About the recipe
We make buffalo soutzoukia and baked potatoes with tomato sauce. An easy and very tasty recipe that young and old will love!!!

Materials:
1 package of BORAS buffalo soutzoukia
1 large onion
2 cloves garlic
2 small carrots
3 potatoes, cut into wedges
350 gr chopped tomatoes
6 round tomato slices, coarsely chopped
2 bell peppers
70 ml white wine
4 tbsp olive oil or buffalo butter
1 tbsp tomato paste
50 ml whole milk
fresh basil
fresh thyme
1kg cumin
salt, pepper
Execution:
For the Buffalo Soutzoukakia:
Remove the buffalo soutzoukia from their packaging and let them thaw in the refrigerator overnight. Just before cooking, let them come to room temperature for half an hour.
For the tomato sauce:
Finely chop the garlic, onion and grate the carrots. In a large frying pan, add the olive oil and onion, adding only salt. Sauté until the onions are golden brown and add the garlic along with the carrots and bell peppers cut into pieces. Sauté over high heat and add the paste. Stir quickly so that it does not "grab" and add the cumin and pepper.
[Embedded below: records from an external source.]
use robomap::{
    core::{camera::nice_scale_length, config::InteractionProfile},
    runtime::drive_playback,
    Bounds, GestureController, Point, PointerId, Region, UserFrame,
};
use std::time::Duration;

/// Floor plan size in meters
const MAP_SIZE: (f64, f64) = (80.0, 36.0);
/// Rendered map width in pixels; the plan is fitted to it at 100% zoom
const MAP_WIDTH_PX: f64 = 1200.0;

/// Sample markers in user coordinates: centred origin, +x right, +y up
const MARKERS: &[(&str, f64, f64)] = &[
    ("robot 1", -25.6, 15.0),
    ("robot 2", -23.6, 15.0),
    ("robot 3", -23.6, 13.0),
    ("robot 4", -25.6, 13.0),
    ("robot A", -24.9, -13.0),
    ("robot B", -25.7, -15.0),
    ("robot C", -23.5, -14.7),
    ("cat 1", 6.18, 0.21),
    ("cat 2", 3.74, 0.04),
    ("cat 3", 2.46, -2.26),
    ("cat 4", 0.47, 0.08),
    ("cat 5", 2.15, 2.55),
    ("dog 1", 15.0, 15.7),
    ("dog 2", 15.4, -16.0),
];

/// Headless walkthrough of the clustering and gesture engines
#[tokio::main]
async fn main() -> Result<(), Box<dyn std::error::Error>> {
    env_logger::init();

    let map_size = Point::new(MAP_SIZE.0, MAP_SIZE.1);
    let px_per_unit = MAP_WIDTH_PX / map_size.x;
    let viewport_px = (MAP_WIDTH_PX, map_size.y * px_per_unit);

    let frame = UserFrame::parse(map_size, "center", "right", "top")?;
    let points: Vec<Point> = MARKERS
        .iter()
        .map(|(_, x, y)| frame.to_internal(&Point::new(*x, *y)))
        .collect();

    let mut controller = GestureController::new(InteractionProfile::Balanced.resolve())?;

    for zoom in [100.0, 200.0, 400.0] {
        controller.set_zoom(zoom, None)?;
        report_clusters(&controller, &points, &frame, px_per_unit)?;
    }

    // look at the cats up close, leaving the robots off screen
    controller.set_zoom(400.0, None)?;
    let viewport = controller.viewport_bounds(viewport_px.0, viewport_px.1, px_per_unit);
    report_indicators(&controller, &points, &viewport, px_per_unit);

    // flick towards the left wall and let inertia carry the camera
    controller.zoom_fit();
    let finger = PointerId::Touch(1);
    controller.pointer_down(finger, Point::new(0.0, 0.0), 0.0)?;
    for step in 1..=6 {
        let t = step as f64 * 8.0;
        controller.pointer_move(finger, Point::new(step as f64 * 3.0, 0.5 * step as f64), t)?;
    }
    controller.pointer_up(finger, 48.0)?;
    log::info!("released at offset {:?}", frame.to_user(&controller.camera().offset));

    if let Some(playback) = controller.take_playback() {
        let frames = drive_playback(playback, Duration::from_millis(16), |camera| {
            controller.sync_camera(camera);
        })
        .await;
        let last = controller.camera();
        log::info!(
            "inertia ran {} frames, resting at offset {:?} zoom {:.0}%",
            frames,
            frame.to_user(&last.offset),
            last.zoom
        );
        log::info!(
            "scale bar: {} m per {} px",
            nice_scale_length(controller.config().scale_bar_px, px_per_unit, last.zoom),
            controller.config().scale_bar_px
        );
    }

    Ok(())
}

fn report_clusters(
    controller: &GestureController,
    points: &[Point],
    frame: &UserFrame,
    px_per_unit: f64,
) -> robomap::Result<()> {
    let solution = controller.cluster(points, px_per_unit)?;
    log::info!(
        "zoom {:.0}%: {} single markers, {} covers",
        controller.camera().zoom,
        solution.remains.len(),
        solution.covers.len()
    );
    for cover in &solution.covers {
        let names: Vec<&str> = cover.indexes.iter().map(|i| MARKERS[*i].0).collect();
        log::info!(
            "  cover at {:?} r={:.2}: {}",
            frame.to_user(&cover.circle.center),
            cover.circle.radius,
            names.join(", ")
        );
    }
    Ok(())
}

fn report_indicators(
    controller: &GestureController,
    points: &[Point],
    viewport: &Bounds,
    px_per_unit: f64,
) {
    let solution = controller.distant(points, viewport, px_per_unit);
    log::info!("{} markers off screen", solution.off_screen_count());
    for edge in &solution.edges {
        log::info!(
            "  {:?} indicator: {} markers around {:.2}",
            edge.region,
            edge.indexes.len(),
            edge.span.center
        );
    }
    for region in Region::ALL.iter().filter(|r| r.is_corner()) {
        let count = solution.region(*region).len();
        if count > 0 {
            log::info!("  {:?} corner: {} markers", region, count);
        }
    }
}
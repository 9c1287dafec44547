use serde::{Deserialize, Serialize};

/// Represents a point in map units or screen coordinates
#[derive(Debug, Clone, Copy, PartialEq, Serialize, Deserialize)]
pub struct Point {
    pub x: f64,
    pub y: f64,
}

impl Point {
    pub fn new(x: f64, y: f64) -> Self {
        Self { x, y }
    }

    pub fn zero() -> Self {
        Self::new(0.0, 0.0)
    }

    pub fn add(&self, other: &Point) -> Point {
        Point::new(self.x + other.x, self.y + other.y)
    }

    pub fn subtract(&self, other: &Point) -> Point {
        Point::new(self.x - other.x, self.y - other.y)
    }

    pub fn multiply(&self, scalar: f64) -> Point {
        Point::new(self.x * scalar, self.y * scalar)
    }

    pub fn length(&self) -> f64 {
        self.x.hypot(self.y)
    }

    pub fn distance_to(&self, other: &Point) -> f64 {
        (self.x - other.x).hypot(self.y - other.y)
    }

    /// Unit vector in the same direction, or zero for a zero-length vector
    pub fn normalized(&self) -> Point {
        let len = self.length();
        if len > 0.0 {
            Point::new(self.x / len, self.y / len)
        } else {
            Point::zero()
        }
    }

    pub fn midpoint(&self, other: &Point) -> Point {
        Point::new((self.x + other.x) / 2.0, (self.y + other.y) / 2.0)
    }

    pub fn is_finite(&self) -> bool {
        self.x.is_finite() && self.y.is_finite()
    }

    pub fn to_array(self) -> [f64; 2] {
        [self.x, self.y]
    }
}

impl Default for Point {
    fn default() -> Self {
        Self::zero()
    }
}

impl From<(f64, f64)> for Point {
    fn from((x, y): (f64, f64)) -> Self {
        Self::new(x, y)
    }
}

impl From<[f64; 2]> for Point {
    fn from([x, y]: [f64; 2]) -> Self {
        Self::new(x, y)
    }
}

/// Arithmetic mean of a set of points; `None` for an empty set
pub fn centroid<'a, I>(points: I) -> Option<Point>
where
    I: IntoIterator<Item = &'a Point>,
{
    let mut count = 0usize;
    let mut sum = Point::zero();
    for p in points {
        sum = sum.add(p);
        count += 1;
    }
    if count == 0 {
        None
    } else {
        Some(sum.multiply(1.0 / count as f64))
    }
}

/// Mean distance of the points from their centroid; zero for an empty set
pub fn average_distance(points: &[Point]) -> f64 {
    match centroid(points) {
        Some(c) => points.iter().map(|p| p.distance_to(&c)).sum::<f64>() / points.len() as f64,
        None => 0.0,
    }
}
//! Minimal enclosing circle strategies.
//!
//! The `smallest` cover method is pluggable: a [`ClusterSolver`] only offers
//! it when an [`EnclosingCircle`] implementation was injected at
//! construction.
//!
//! [`ClusterSolver`]: crate::spatial::clustering::ClusterSolver

use crate::core::geo::Point;
use crate::spatial::cover::Circle;

/// Computes a circle enclosing every given point
pub trait EnclosingCircle: Send + Sync {
    /// `points` is never empty
    fn enclose(&self, points: &[Point]) -> Circle;

    fn name(&self) -> &str;
}

/// Welzl's minimal enclosing circle, in its iterative form.
///
/// Points are visited in input order with no shuffling, so results are
/// reproducible; the worst case is cubic, which is fine for cluster-sized
/// inputs.
#[derive(Debug, Clone, Copy, Default)]
pub struct Welzl;

impl EnclosingCircle for Welzl {
    fn enclose(&self, points: &[Point]) -> Circle {
        let mut circle = Circle::new(points[0], 0.0);
        for i in 1..points.len() {
            if circle.contains(&points[i]) {
                continue;
            }
            circle = Circle::new(points[i], 0.0);
            for j in 0..i {
                if circle.contains(&points[j]) {
                    continue;
                }
                circle = diameter_circle(&points[i], &points[j]);
                for k in 0..j {
                    if !circle.contains(&points[k]) {
                        circle = circumscribed(&points[i], &points[j], &points[k]);
                    }
                }
            }
        }
        circle
    }

    fn name(&self) -> &str {
        "welzl"
    }
}

fn diameter_circle(a: &Point, b: &Point) -> Circle {
    Circle::new(a.midpoint(b), a.distance_to(b) / 2.0)
}

/// Circle through three points; collinear triples fall back to the widest pair
fn circumscribed(a: &Point, b: &Point, c: &Point) -> Circle {
    let (bx, by) = (b.x - a.x, b.y - a.y);
    let (cx, cy) = (c.x - a.x, c.y - a.y);
    let d = 2.0 * (bx * cy - by * cx);
    if d.abs() < f64::EPSILON {
        return [
            diameter_circle(a, b),
            diameter_circle(a, c),
            diameter_circle(b, c),
        ]
        .into_iter()
        .fold(Circle::new(*a, 0.0), |widest, circle| {
            if circle.radius > widest.radius {
                circle
            } else {
                widest
            }
        });
    }
    let b2 = bx * bx + by * by;
    let c2 = cx * cx + cy * cy;
    let ux = (cy * b2 - by * c2) / d;
    let uy = (bx * c2 - cx * b2) / d;
    let center = Point::new(a.x + ux, a.y + uy);
    Circle::new(center, ux.hypot(uy))
}
//! # robomap
//!
//! The algorithmic core of an interactive map widget.
//!
//! Two engines live here:
//! - spatial marker clustering, which folds nearby markers into enclosing
//!   cover circles and groups off-screen markers into edge indicators;
//! - kinetic panning, which turns multi-pointer input into a pan + pinch-zoom
//!   camera transform and, on release, an analytic inertia trajectory.
//!
//! Rendering, event wiring and DOM work belong to the host and are not part
//! of this crate.

pub mod animation;
pub mod core;
pub mod input;
pub mod prelude;
#[cfg(feature = "tokio-runtime")]
pub mod runtime;
pub mod spatial;
pub use crate::core::constants;

// Re-export public API
pub use crate::core::{
    bounds::Bounds,
    camera::{Camera, ZoomLevels},
    config::MapInteractionConfig,
    frame::UserFrame,
    geo::Point,
};

pub use spatial::{
    clustering::{ClusterOptions, ClusterSolution, ClusterSolver, CoverMethod},
    cover::{Circle, Cover, Cover1D, Span},
    distant::{DistantSolution, EdgeCover, Region},
};

pub use input::{handler::GestureController, panning::PanningSession, pointer::PointerId};

pub use animation::{
    braking::BrakingInertia,
    inertia::{InertiaModel, Trajectory},
    playback::{CancellationToken, InertiaPlayback},
};

/// Result type used throughout the library
pub type Result<T> = std::result::Result<T, MapError>;

/// Common error types
#[derive(Debug, thiserror::Error)]
pub enum MapError {
    #[error("invalid argument: {0}")]
    InvalidArgument(String),

    #[error("pointer {0} is already tracked")]
    DuplicatePointer(PointerId),

    #[error("pointer {0} is not tracked")]
    UnknownPointer(PointerId),

    #[error("configuration error: {0}")]
    Config(#[from] serde_json::Error),
}

/// Error type alias for convenience
pub type Error = MapError;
Deglaze with the wine and let the alcohol evaporate over high heat for about 3 minutes. Add the fresh tomato (grated), lower the heat and let it cook for about 15 minutes over medium heat.
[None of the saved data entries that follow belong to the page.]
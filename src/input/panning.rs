//! Multi-pointer pan and pinch-zoom tracking.
//!
//! A [`PanningSession`] lives from the first pointer down to the last
//! pointer up. Every event appends a camera sample to the trail, which is
//! later read backwards to estimate the release velocity.

use crate::{
    animation::inertia::{InertiaModel, ScaledCamera},
    core::{
        camera::Camera,
        constants::MIN_VELOCITY_DT_MS,
        geo::{average_distance, centroid, Point},
    },
    input::pointer::PointerId,
    prelude::HashMap,
    MapError, Result,
};

/// Camera state recorded after an input event
#[derive(Debug, Clone, Copy, PartialEq)]
pub struct TrailSample {
    /// Event timestamp in milliseconds
    pub t: f64,
    pub offset: Point,
    pub zoom: f64,
}

/// Camera change over the trailing velocity window
#[derive(Debug, Clone, Copy, PartialEq)]
pub struct TrailVelocity {
    /// Window length actually covered, never below one millisecond
    pub dt: f64,
    pub delta_offset: Point,
    pub delta_zoom: f64,
}

impl TrailVelocity {
    /// Offset change in map units per millisecond
    pub fn rate(&self) -> Point {
        self.delta_offset.multiply(1.0 / self.dt)
    }

    /// Zoom change in percent per millisecond
    pub fn zoom_rate(&self) -> f64 {
        self.delta_zoom / self.dt
    }
}

#[derive(Debug, Clone, Copy, PartialEq, Eq)]
pub enum SessionPhase {
    /// At least one pointer is still down
    Active,
    /// The last pointer went up; read the velocity and drop the session
    Finished,
}

#[derive(Debug, Clone)]
pub struct PanningSession {
    camera: Camera,
    pointers: HashMap<PointerId, Point>,
    trail: Vec<TrailSample>,
    pinch_origin: Option<Point>,
}

impl PanningSession {
    pub fn new(camera: Camera) -> Self {
        Self {
            camera,
            pointers: HashMap::default(),
            trail: Vec::new(),
            pinch_origin: None,
        }
    }

    pub fn zoom(&self) -> f64 {
        self.camera.zoom
    }

    pub fn offset(&self) -> Point {
        self.camera.offset
    }

    pub fn camera(&self) -> Camera {
        self.camera
    }

    pub fn pointer_count(&self) -> usize {
        self.pointers.len()
    }

    pub fn is_active(&self) -> bool {
        !self.pointers.is_empty()
    }

    pub fn trail(&self) -> &[TrailSample] {
        &self.trail
    }

    /// Screen-space centroid of the most recent pinch, if the gesture pinched
    pub fn pinch_origin(&self) -> Option<Point> {
        self.pinch_origin
    }

    /// Registers a pointer going down at raw screen position `position`
    pub fn start(&mut self, id: PointerId, position: Point, t: f64) -> Result<()> {
        if self.pointers.contains_key(&id) {
            log::warn!("panning start: {} is already tracked", id);
            return Err(MapError::DuplicatePointer(id));
        }
        self.pointers.insert(id, position);
        self.record(t);
        Ok(())
    }

    /// Moves a tracked pointer, panning by its share of the translation and
    /// pinch-zooming about the pointer centroid when several pointers are down
    pub fn move_pointer(&mut self, id: PointerId, position: Point, t: f64) -> Result<()> {
        let previous = match self.pointers.get(&id) {
            Some(p) => *p,
            None => {
                log::warn!("panning move: {} is not tracked", id);
                return Err(MapError::UnknownPointer(id));
            }
        };
        let spread_before = self.spread();
        self.pointers.insert(id, position);

        let count = self.pointers.len() as f64;
        let delta = position.subtract(&previous);
        self.camera.pan_by_screen(&delta.multiply(1.0 / count));

        if self.pointers.len() > 1 {
            let spread = self.spread();
            let scale = if spread_before > 0.0 && spread > 0.0 {
                spread / spread_before
            } else {
                1.0
            };
            let anchor = self.centroid();
            self.camera.zoom_about(self.camera.zoom * scale, anchor);
            self.pinch_origin = Some(anchor);
        }

        self.record(t);
        Ok(())
    }

    /// Releases a tracked pointer
    pub fn end(&mut self, id: PointerId, t: f64) -> Result<SessionPhase> {
        if self.pointers.remove(&id).is_none() {
            log::warn!("panning end: {} is not tracked", id);
            return Err(MapError::UnknownPointer(id));
        }
        self.record(t);
        Ok(if self.pointers.is_empty() {
            SessionPhase::Finished
        } else {
            SessionPhase::Active
        })
    }

    /// Camera change over the last `window_ms` of the trail.
    ///
    /// Intervals are walked from the newest backwards; the interval that
    /// straddles the window start contributes proportionally.
    pub fn velocity(&self, window_ms: f64) -> TrailVelocity {
        let mut dt = 0.0;
        let mut delta_offset = Point::zero();
        let mut delta_zoom = 0.0;
        for pair in self.trail.windows(2).rev() {
            if dt >= window_ms {
                break;
            }
            let (older, newer) = (&pair[0], &pair[1]);
            let interval = newer.t - older.t;
            let used = interval.min(window_ms - dt);
            // zero-length intervals count in full instead of dividing by zero
            let share = if used > 0.0 { used / interval } else { 1.0 };
            dt += used.max(0.0);
            delta_offset = delta_offset.add(&newer.offset.subtract(&older.offset).multiply(share));
            delta_zoom += share * (newer.zoom - older.zoom);
        }
        TrailVelocity {
            dt: dt.max(MIN_VELOCITY_DT_MS),
            delta_offset,
            delta_zoom,
        }
    }

    /// Inertia trajectory continuing the motion of the last `window_ms`
    pub fn calculate_velocity(&self, window_ms: f64) -> InertiaModel {
        let velocity = self.velocity(window_ms);
        let window_start = Camera::new(
            self.camera.zoom - velocity.delta_zoom,
            self.camera.offset.subtract(&velocity.delta_offset),
        );
        InertiaModel::new(
            ScaledCamera::from_camera(&window_start),
            ScaledCamera::from_camera(&self.camera),
            velocity.dt,
        )
    }

    fn record(&mut self, t: f64) {
        self.trail.push(TrailSample {
            t,
            offset: self.camera.offset,
            zoom: self.camera.zoom,
        });
    }

    fn positions(&self) -> Vec<Point> {
        self.pointers.values().copied().collect()
    }

    fn centroid(&self) -> Point {
        centroid(&self.positions()).unwrap_or_default()
    }

    fn spread(&self) -> f64 {
        average_distance(&self.positions())
    }
}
Execution: Place the buffalo soutzoukia on top of the tomato slices (each one in a row) in a relatively small and deep baking pan after lightly oiling it (to be able to cover it with the sauce). Add the quince potatoes and season with salt and pepper. Sprinkle with a little olive oil and bake in a preheated oven at 180 degrees for about 15 minutes. Remove the baking pan from the oven and pour the sauce over the baking pan. Cover with aluminum foil and bake for about 20 minutes. Remove the aluminum foil and add the milk. Stir lightly and bake for another 15 minutes.
Serve with freshly ground pepper and a little chopped basil.